Working data
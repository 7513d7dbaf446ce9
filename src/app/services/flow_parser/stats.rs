//! Parsing statistics for flow file scans

use serde::{Deserialize, Serialize};

/// Counters for one file scan
#[derive(Debug, Clone, Default, Serialize, Deserialize)]
pub struct ParseStats {
    /// Lines consumed before the footer (or end of input) stopped the scan
    pub lines_read: usize,

    /// Rows whose tag matched a known schema and decoded cleanly
    pub rows_parsed: usize,

    /// Rows skipped because their tag is not in the schema set
    pub rows_ignored: usize,

    /// Rows that produced at least one field error
    pub rows_failed: usize,

    /// Groups flushed by the accumulator
    pub groups_built: usize,
}

impl ParseStats {
    pub fn new() -> Self {
        Self::default()
    }

    /// Share of recognised rows that decoded cleanly, as a percentage
    pub fn success_rate(&self) -> f64 {
        let recognised = self.rows_parsed + self.rows_failed;
        if recognised == 0 {
            0.0
        } else {
            (self.rows_parsed as f64 / recognised as f64) * 100.0
        }
    }
}

#[cfg(test)]
mod tests {
    use super::*;

    #[test]
    fn success_rate_ignores_unrecognised_rows() {
        let stats = ParseStats {
            lines_read: 10,
            rows_parsed: 3,
            rows_ignored: 6,
            rows_failed: 1,
            groups_built: 1,
        };
        assert!((stats.success_rate() - 75.0).abs() < f64::EPSILON);
    }

    #[test]
    fn success_rate_of_empty_scan_is_zero() {
        assert_eq!(ParseStats::new().success_rate(), 0.0);
    }
}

Task instructions
Review the entries above and return every line where "that" appears.

Task solution
    /// Rows that produced at least one field error
    /// Share of recognised rows that decoded cleanly, as a percentage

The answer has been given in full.